Ketiga, surat Al Muzammil ayat 1-10.
Wahyu ketiga ini berisikan tentang pembekalan mental yang harus disiapkan oleh
setiap pejuang Islam untuk menghadapi segala situasi. Persiapan ini menjadi
sangat penting agar api semangat perjuangan tetap menyala sepanjang masa. Tak
lapuk karena hujan, tak lekang karena panas. Istiqomah dalam berjuang baik
dalam keadaan lapang maupun dalam keadaan sempit.
Dalam
surat ini juga menggambarkan kepribadian yang harus dimiliki oleh setiap
muslim. Semua pekerjaan menuntut persyaratan pribadi yang baik. Untuk
melanggengkan cita-cita menegakkan laa
ilaha illallah perlu keutuhan dalam menampilkan diri sebagai seorang muslim
sejati. Identitas ini bahkan harus melekat dimanapun berada, bukan hanya bila
di muka umum.
Disamping
itu dalam surat ini dijelaskan pula bahwa Islam menyiapkan konsep tentang
menjaga kualitas diri, yakni dengan memotivasi ummatnya agar memperhatikan
ibadahnya.
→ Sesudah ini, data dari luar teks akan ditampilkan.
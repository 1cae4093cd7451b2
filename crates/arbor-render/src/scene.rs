#![forbid(unsafe_code)]

//! Scene graph handed to the host.
//!
//! A [`Scene`] is a flat snapshot: one transform for pan/zoom, a link layer
//! and a node layer, every element carrying its current interpolated
//! attributes. Hosts composite it however they like; [`crate::svg`] turns it
//! into an SVG document.

use arbor_core::geometry::{Point, Transform, ViewBox};
use arbor_layout::NodeId;

use crate::path::LinkPath;
use crate::style::{GlyphShape, Rgb};

/// Average glyph advance as a fraction of the font size, used to estimate
/// label boxes for hit testing.
const LABEL_ADVANCE: f64 = 0.6;

/// Serial number of one visual element instance.
///
/// Two elements with the same key but different serials are different
/// instances: the old one was destroyed and a new one created.
#[derive(Debug, Clone, Copy, PartialEq, Eq, Hash, PartialOrd, Ord)]
pub struct ElementId(pub(crate) u64);

impl ElementId {
    /// Raw serial.
    #[must_use]
    pub fn get(self) -> u64 {
        self.0
    }
}

/// Where an element is in its lifecycle.
#[derive(Debug, Clone, Copy, PartialEq, Eq, Hash)]
pub enum Phase {
    /// Newly visible, growing out of the anchor.
    Entering,
    /// Visible before and after, moving to its new position.
    Updating,
    /// No longer visible, shrinking into the anchor; removed when done.
    Exiting,
    /// At rest.
    Settled,
}

/// Horizontal label alignment relative to its anchor point.
#[derive(Debug, Clone, Copy, PartialEq, Eq, Hash)]
pub enum TextAnchor {
    Start,
    End,
}

impl TextAnchor {
    /// SVG `text-anchor` value.
    #[must_use]
    pub fn as_str(self) -> &'static str {
        match self {
            Self::Start => "start",
            Self::End => "end",
        }
    }
}

/// Node label.
#[derive(Debug, Clone, PartialEq)]
pub struct Label {
    pub text: String,
    /// Horizontal offset from the node position.
    pub dx: f64,
    /// Vertical offset in ems, centring the text on the row.
    pub dy_em: f64,
    pub anchor: TextAnchor,
    pub halo: Rgb,
    pub halo_width: f64,
}

/// One node as drawn.
#[derive(Debug, Clone, PartialEq)]
pub struct NodeElement {
    pub key: NodeId,
    pub element: ElementId,
    pub phase: Phase,
    /// Scene-space position of the glyph anchor.
    pub position: Point,
    /// Fill and stroke opacity.
    pub opacity: f64,
    pub glyph: GlyphShape,
    pub fill: Rgb,
    /// Whether the node has children, shown or hidden.
    pub expandable: bool,
    pub label: Label,
}

/// One parent-to-child connector as drawn, keyed by the child.
#[derive(Debug, Clone, PartialEq)]
pub struct LinkElement {
    pub key: NodeId,
    pub element: ElementId,
    pub phase: Phase,
    pub source: Point,
    pub target: Point,
    pub path: LinkPath,
}

/// Shared stroke settings of the link layer.
#[derive(Debug, Clone, Copy, PartialEq)]
pub struct LinkLayer {
    pub stroke: Rgb,
    pub opacity: f64,
    pub width: f64,
}

/// Everything the host needs to paint one frame.
#[derive(Debug, Clone, PartialEq)]
pub struct Scene {
    /// Surface width in pixels.
    pub width: f64,
    /// Surface height in pixels.
    pub height: f64,
    pub view_box: ViewBox,
    /// Pan/zoom transform wrapping both layers.
    pub transform: Transform,
    pub font_size: f64,
    /// Invisible stroke width around glyphs that still catches the pointer.
    pub hit_stroke_width: f64,
    pub link_layer: LinkLayer,
    /// Links in paint order.
    pub links: Vec<LinkElement>,
    /// Nodes in paint order (last is on top).
    pub nodes: Vec<NodeElement>,
}

impl Scene {
    /// Node element by key.
    #[must_use]
    pub fn node(&self, key: NodeId) -> Option<&NodeElement> {
        self.nodes.iter().find(|n| n.key == key)
    }

    /// Link element by child key.
    #[must_use]
    pub fn link(&self, key: NodeId) -> Option<&LinkElement> {
        self.links.iter().find(|l| l.key == key)
    }

    /// Keys of nodes that are not on their way out, in ascending order.
    #[must_use]
    pub fn present_keys(&self) -> Vec<NodeId> {
        let mut keys: Vec<NodeId> = self
            .nodes
            .iter()
            .filter(|n| n.phase != Phase::Exiting)
            .map(|n| n.key)
            .collect();
        keys.sort_unstable();
        keys
    }

    /// Topmost non-exiting node whose glyph or label contains `point`, given
    /// in content space (inside the pan/zoom transform).
    #[must_use]
    pub fn hit_test(&self, point: Point) -> Option<NodeId> {
        let slop = self.hit_stroke_width / 2.0;
        self.nodes
            .iter()
            .rev()
            .filter(|n| n.phase != Phase::Exiting)
            .find(|n| glyph_contains(n, point, slop) || self.label_contains(n, point))
            .map(|n| n.key)
    }

    fn label_contains(&self, node: &NodeElement, point: Point) -> bool {
        let width = node.label.text.chars().count() as f64 * self.font_size * LABEL_ADVANCE;
        let x0 = node.position.x + node.label.dx;
        let (left, right) = match node.label.anchor {
            TextAnchor::Start => (x0, x0 + width),
            TextAnchor::End => (x0 - width, x0),
        };
        let half = self.font_size / 2.0;
        (left..=right).contains(&point.x)
            && (node.position.y - half..=node.position.y + half).contains(&point.y)
    }
}

fn glyph_contains(node: &NodeElement, point: Point, slop: f64) -> bool {
    match node.glyph {
        GlyphShape::Circle { radius } => node.position.distance(point) <= radius + slop,
        GlyphShape::Box { width, height } => {
            let p = node.position;
            (p.x - slop..=p.x + width + slop).contains(&point.x)
                && (p.y - height / 2.0 - slop..=p.y + height / 2.0 + slop).contains(&point.y)
        }
    }
}
#![forbid(unsafe_code)]

//! Animation primitives.
//!
//! A [`Tween`] turns elapsed time into eased progress in `0.0..=1.0`; the
//! [`Interpolate`] trait turns progress into attribute values. Time is always
//! supplied by the caller, never read from a clock, so transitions are fully
//! deterministic under test.

use std::time::Duration;

use crate::geometry::{Point, Size, ViewBox};

// ---------------------------------------------------------------------------
// Easing functions
// ---------------------------------------------------------------------------

/// Easing function signature: maps `t` in [0, 1] to output in [0, 1].
pub type EasingFn = fn(f64) -> f64;

/// Identity easing (constant velocity).
#[inline]
pub fn linear(t: f64) -> f64 {
    t.clamp(0.0, 1.0)
}

/// Quadratic ease-in-out (slow start and end).
#[inline]
pub fn ease_in_out(t: f64) -> f64 {
    let t = t.clamp(0.0, 1.0);
    if t < 0.5 {
        2.0 * t * t
    } else {
        1.0 - (-2.0 * t + 2.0).powi(2) / 2.0
    }
}

/// Cubic ease-out (slow end).
#[inline]
pub fn ease_out_cubic(t: f64) -> f64 {
    let t = t.clamp(0.0, 1.0);
    1.0 - (1.0 - t).powi(3)
}

/// Cubic ease-in-out. The default for tree transitions.
#[inline]
pub fn ease_in_out_cubic(t: f64) -> f64 {
    let t = t.clamp(0.0, 1.0);
    if t < 0.5 {
        4.0 * t * t * t
    } else {
        1.0 - (-2.0 * t + 2.0).powi(3) / 2.0
    }
}

// ---------------------------------------------------------------------------
// Animation trait
// ---------------------------------------------------------------------------

/// A time-based animation producing values in [0.0, 1.0].
pub trait Animation {
    /// Advance the animation by `dt`.
    fn tick(&mut self, dt: Duration);

    /// Whether the animation has reached its end.
    fn is_complete(&self) -> bool;

    /// Current output value, clamped to [0.0, 1.0].
    fn value(&self) -> f64;

    /// Reset the animation to its initial state.
    fn reset(&mut self);

    /// Time elapsed past completion.
    fn overshoot(&self) -> Duration {
        Duration::ZERO
    }
}

// ---------------------------------------------------------------------------
// Tween
// ---------------------------------------------------------------------------

/// Eased progression from 0.0 to 1.0 over a duration.
///
/// Elapsed time is accumulated as a [`Duration`] so long runs do not drift.
/// A zero-duration tween is complete from the start and reports `1.0`.
#[derive(Debug, Clone, Copy)]
pub struct Tween {
    elapsed: Duration,
    duration: Duration,
    easing: EasingFn,
}

impl Tween {
    /// Create a tween with the given duration and cubic in-out easing.
    pub fn new(duration: Duration) -> Self {
        Self {
            elapsed: Duration::ZERO,
            duration,
            easing: ease_in_out_cubic,
        }
    }

    /// A tween that is already finished.
    pub fn immediate() -> Self {
        Self::new(Duration::ZERO)
    }

    /// Set the easing function.
    #[must_use]
    pub fn easing(mut self, easing: EasingFn) -> Self {
        self.easing = easing;
        self
    }

    /// Configured duration.
    pub fn duration(&self) -> Duration {
        self.duration
    }

    /// Time accumulated so far.
    pub fn elapsed(&self) -> Duration {
        self.elapsed
    }

    /// Raw linear progress (before easing), in [0.0, 1.0].
    pub fn raw_progress(&self) -> f64 {
        if self.duration.is_zero() {
            return 1.0;
        }
        let t = self.elapsed.as_secs_f64() / self.duration.as_secs_f64();
        t.clamp(0.0, 1.0)
    }

    /// Jump straight to the end.
    pub fn finish(&mut self) {
        self.elapsed = self.elapsed.max(self.duration);
    }
}

impl Animation for Tween {
    fn tick(&mut self, dt: Duration) {
        self.elapsed = self.elapsed.saturating_add(dt);
    }

    fn is_complete(&self) -> bool {
        self.elapsed >= self.duration
    }

    fn value(&self) -> f64 {
        (self.easing)(self.raw_progress())
    }

    fn reset(&mut self) {
        self.elapsed = Duration::ZERO;
    }

    fn overshoot(&self) -> Duration {
        self.elapsed.saturating_sub(self.duration)
    }
}

// ---------------------------------------------------------------------------
// Interpolation
// ---------------------------------------------------------------------------

/// Values that can be blended between two endpoints.
pub trait Interpolate: Copy {
    /// Blend `self` toward `to` by `t` (0 = `self`, 1 = `to`).
    fn interpolate(self, to: Self, t: f64) -> Self;
}

/// Linear blend of two scalars.
#[inline]
pub fn lerp(a: f64, b: f64, t: f64) -> f64 {
    a + (b - a) * t
}

impl Interpolate for f64 {
    #[inline]
    fn interpolate(self, to: Self, t: f64) -> Self {
        lerp(self, to, t)
    }
}

impl Interpolate for Point {
    #[inline]
    fn interpolate(self, to: Self, t: f64) -> Self {
        Point::new(lerp(self.x, to.x, t), lerp(self.y, to.y, t))
    }
}

impl Interpolate for Size {
    #[inline]
    fn interpolate(self, to: Self, t: f64) -> Self {
        Size::new(lerp(self.width, to.width, t), lerp(self.height, to.height, t))
    }
}

impl Interpolate for ViewBox {
    #[inline]
    fn interpolate(self, to: Self, t: f64) -> Self {
        ViewBox::new(
            lerp(self.min_x, to.min_x, t),
            lerp(self.min_y, to.min_y, t),
            lerp(self.width, to.width, t),
            lerp(self.height, to.height, t),
        )
    }
}

/// A value travelling from `from` to `to`.
#[derive(Debug, Clone, Copy, PartialEq)]
pub struct Track<T> {
    pub from: T,
    pub to: T,
}

impl<T: Interpolate> Track<T> {
    /// Create a track between two values.
    pub const fn new(from: T, to: T) -> Self {
        Self { from, to }
    }

    /// A track that stays put.
    pub const fn hold(value: T) -> Self {
        Self {
            from: value,
            to: value,
        }
    }

    /// Value at progress `t`.
    #[inline]
    pub fn at(&self, t: f64) -> T {
        self.from.interpolate(self.to, t)
    }
}

// ---------------------------------------------------------------------------
// Tests
// ---------------------------------------------------------------------------
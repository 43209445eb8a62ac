//! HTTP request handlers for the paycheck calculator API.

use axum::{
    Json, Router,
    extract::{State, rejection::JsonRejection},
    http::{StatusCode, header},
    response::IntoResponse,
    routing::{get, post},
};
use tracing::{info, warn};
use uuid::Uuid;

use crate::calculation::calculate_pay;
use crate::models::PayInputs;

use super::response::{ApiError, ApiErrorResponse, CalculationResponse};
use super::state::AppState;

/// Creates the API router with all endpoints.
pub fn create_router(state: AppState) -> Router {
    Router::new()
        .route("/calculate", post(calculate_handler))
        .route("/config", get(config_handler))
        .with_state(state)
}

/// Handler for POST /calculate.
///
/// Accepts [`PayInputs`] and returns the paycheck breakdown.
async fn calculate_handler(
    State(state): State<AppState>,
    payload: Result<Json<PayInputs>, JsonRejection>,
) -> impl IntoResponse {
    let correlation_id = Uuid::new_v4();
    info!(correlation_id = %correlation_id, "Processing calculation request");

    let inputs = match payload {
        Ok(Json(inputs)) => inputs,
        Err(rejection) => {
            let error = match rejection {
                JsonRejection::JsonDataError(err) => {
                    let body_text = err.body_text();
                    warn!(
                        correlation_id = %correlation_id,
                        error = %body_text,
                        "JSON data error"
                    );
                    if body_text.contains("missing field") {
                        ApiError::validation_error(body_text)
                    } else {
                        ApiError::malformed_json(body_text)
                    }
                }
                JsonRejection::JsonSyntaxError(err) => {
                    warn!(
                        correlation_id = %correlation_id,
                        error = %err,
                        "JSON syntax error"
                    );
                    ApiError::malformed_json(format!("Invalid JSON syntax: {}", err))
                }
                JsonRejection::MissingJsonContentType(_) => {
                    ApiError::new("MISSING_CONTENT_TYPE", "Content-Type must be application/json")
                }
                _ => ApiError::malformed_json("Failed to parse request body"),
            };
            return (
                StatusCode::BAD_REQUEST,
                [(header::CONTENT_TYPE, "application/json")],
                Json(error),
            )
                .into_response();
        }
    };

    match calculate_pay(state.config(), &inputs) {
        Ok(result) => {
            info!(
                correlation_id = %correlation_id,
                gross = %result.gross.total,
                net = %result.net,
                "Calculation completed successfully"
            );
            (
                StatusCode::OK,
                [(header::CONTENT_TYPE, "application/json")],
                Json(CalculationResponse::new(result)),
            )
                .into_response()
        }
        Err(err) => {
            warn!(
                correlation_id = %correlation_id,
                error = %err,
                "Calculation failed"
            );
            let api_error: ApiErrorResponse = err.into();
            api_error.into_response()
        }
    }
}

/// Handler for GET /config.
///
/// Returns the configuration the server calculates against.
async fn config_handler(State(state): State<AppState>) -> impl IntoResponse {
    Json(state.config().clone())
}
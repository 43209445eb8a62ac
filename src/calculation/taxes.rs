//! Tax withholding calculation.

use rust_decimal::Decimal;

use crate::config::TaxTable;
use crate::error::{PaycalcError, PaycalcResult};
use crate::models::TaxWithholding;

/// Computes the amount withheld for every category in a tax table.
///
/// Each category yields `gross * rate`, in table order. Nothing is dropped,
/// reordered or merged, and rates are not checked: a zero rate yields a zero
/// withholding and a negative rate yields a negative one.
///
/// # Errors
///
/// Returns `Overflow` naming the category whose amount is outside the
/// decimal range.
///
/// # Examples
///
/// ```
/// use paycalc::calculation::calculate_taxes;
/// use paycalc::config::TaxTable;
/// use rust_decimal::Decimal;
///
/// let rates: TaxTable = [("federal", Decimal::new(10, 2)), ("socialSec", Decimal::new(62, 3))]
///     .into_iter()
///     .collect();
///
/// let taxes = calculate_taxes(Decimal::from(950), &rates).unwrap();
/// assert_eq!(taxes[0].category, "federal");
/// assert_eq!(taxes[0].amount, Decimal::new(9500, 2));
/// assert_eq!(taxes[1].amount, Decimal::new(5890, 2));
/// ```
pub fn calculate_taxes(gross: Decimal, rates: &TaxTable) -> PaycalcResult<Vec<TaxWithholding>> {
    rates
        .iter()
        .map(|(category, rate)| {
            let amount = gross
                .checked_mul(rate)
                .ok_or_else(|| PaycalcError::Overflow {
                    quantity: format!("{} withholding", category),
                })?;
            Ok(TaxWithholding {
                category: category.to_string(),
                amount,
            })
        })
        .collect()
}
//! Stable exit codes for the `paycalc` command.

/// No pay rate in the configuration or on the command line (POSIX `EINVAL`).
pub const EINVAL: i32 = 22;
//! Paycheck result models.
//!
//! This module contains the [`PayResult`] type and its associated structures
//! that capture the outputs of a paycheck calculation: the gross breakdown,
//! the itemized withholdings and the net pay.

use rust_decimal::Decimal;
use serde::{Deserialize, Serialize};

/// Gross pay split into its regular and overtime components.
///
/// # Example
///
/// ```
/// use paycalc::models::GrossPay;
/// use rust_decimal::Decimal;
///
/// let gross = GrossPay {
///     regular: Decimal::from(800),
///     overtime: Decimal::from(150),
///     total: Decimal::from(950),
/// };
/// assert_eq!(gross.regular + gross.overtime, gross.total);
/// ```
#[derive(Debug, Clone, Copy, PartialEq, Eq, Serialize, Deserialize)]
pub struct GrossPay {
    /// Pay for regular hours.
    pub regular: Decimal,
    /// Pay for overtime hours.
    pub overtime: Decimal,
    /// Regular plus overtime pay.
    pub total: Decimal,
}

/// The amount withheld for one tax category.
#[derive(Debug, Clone, PartialEq, Eq, Serialize, Deserialize)]
pub struct TaxWithholding {
    /// The tax category name as it appears in the configuration.
    pub category: String,
    /// The amount withheld.
    pub amount: Decimal,
}

/// The complete result of a paycheck calculation.
///
/// Withholdings are listed in the configuration's tax-table order.
#[derive(Debug, Clone, PartialEq, Eq, Serialize, Deserialize)]
pub struct PayResult {
    /// The effective hourly pay rate.
    pub pay_rate: Decimal,
    /// The hourly rate paid for overtime.
    pub overtime_rate: Decimal,
    /// Regular hours worked.
    pub regular_hours: Decimal,
    /// Overtime hours worked.
    pub overtime_hours: Decimal,
    /// Gross pay breakdown.
    pub gross: GrossPay,
    /// Itemized withholdings.
    pub taxes: Vec<TaxWithholding>,
    /// Gross pay minus all withholdings.
    pub net: Decimal,
}

impl PayResult {
    /// Returns the sum of all withholdings.
    pub fn total_withheld(&self) -> Decimal {
        self.taxes.iter().map(|t| t.amount).sum()
    }
}

#[cfg(test)]
mod tests {
    use super::*;
    use std::str::FromStr;

    fn dec(s: &str) -> Decimal {
        Decimal::from_str(s).unwrap()
    }

    fn sample_result() -> PayResult {
        PayResult {
            pay_rate: dec("20.00"),
            overtime_rate: dec("30.000"),
            regular_hours: dec("40"),
            overtime_hours: dec("5"),
            gross: GrossPay {
                regular: dec("800.00"),
                overtime: dec("150.000"),
                total: dec("950.000"),
            },
            taxes: vec![
                TaxWithholding {
                    category: "federal".to_string(),
                    amount: dec("95.0000"),
                },
                TaxWithholding {
                    category: "socialSec".to_string(),
                    amount: dec("58.90000"),
                },
            ],
            net: dec("796.10000"),
        }
    }

    #[test]
    fn test_total_withheld_sums_taxes() {
        assert_eq!(sample_result().total_withheld(), dec("153.90"));
    }

    #[test]
    fn test_net_equals_gross_minus_withheld() {
        let result = sample_result();
        assert_eq!(result.net, result.gross.total - result.total_withheld());
    }

    #[test]
    fn test_pay_result_serialization_keeps_tax_order() {
        let json = serde_json::to_string(&sample_result()).unwrap();
        let federal = json.find("\"federal\"").unwrap();
        let social = json.find("\"socialSec\"").unwrap();
        assert!(federal < social);
        assert!(json.contains("\"gross\":{"));
        assert!(json.contains("\"net\":\"796.10000\""));
    }

    #[test]
    fn test_pay_result_deserialization() {
        let json = r#"{
            "pay_rate": "20",
            "overtime_rate": "30",
            "regular_hours": "40",
            "overtime_hours": "0",
            "gross": {"regular": "800", "overtime": "0", "total": "800"},
            "taxes": [{"category": "federal", "amount": "80"}],
            "net": "720"
        }"#;
        let result: PayResult = serde_json::from_str(json).unwrap();
        assert_eq!(result.gross.total, dec("800"));
        assert_eq!(result.taxes[0].category, "federal");
        assert_eq!(result.net, dec("720"));
    }
}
Persyaratan inilah yang dituntut dalam tahapan selanjutnya
sebagaimana terangkum dalam surat ketiga Al Muzammil ayat 1-10.
Yang
ditekankan dalam surat ini adalah shalat malam, sebagai ibadah tambahan. Hal
ini menyiratkan asumsi bahwa ibadah-ibadah wajib dengan sendirinya sudah
dilaksanakan. Shalat malam juga menjadi persyaratan akhlaq pejuang-pejuan
kebenaran, karena dibalik itu Allah menjanjikan banyak kelebihanyag tidk akan
dimiliki orang lain.
Tuntutan kedua adalah memperbanyak
membaca dan mempelajari Al Qur’an. Kemudian memperbanyak dzikir dalam arti
berupaya menjalin hubungan kontinu dengan Allah. Selanjutnya memiliki sifat
sabar dan tawakkal yang menggambarkan sosok pribadi tenang, penuh perhitungan,
serta memiliki kesiapan menanggung resiko apapun juga. Sikap terakhir sebagai
penyempurna adalah hijrah, sebagai buktikesungguhan dan keberanian untuk
meninggalkan yang buruk dan memilih yang baik, sekalipun harus banyak korban.
Keempat,
Surat Al Mudatsir ayat 1-7. Dengan cita-cita dan kekuatan pribadi seperti yang
diuraikan dalam surat Al Muzammil sebelumnya.tahapan selanjutnya yang harus
dilalui adalah menyatukan berbagai potensi. Pertama, berupa pribadi-pribadi
dengan kualitas yang setara. Penyeragaman kualitas perlu dilakukan agar langkah
bisa serentak. Hal inilah yang disiratkan dalam surat Al Mudatsir ayat 1-7.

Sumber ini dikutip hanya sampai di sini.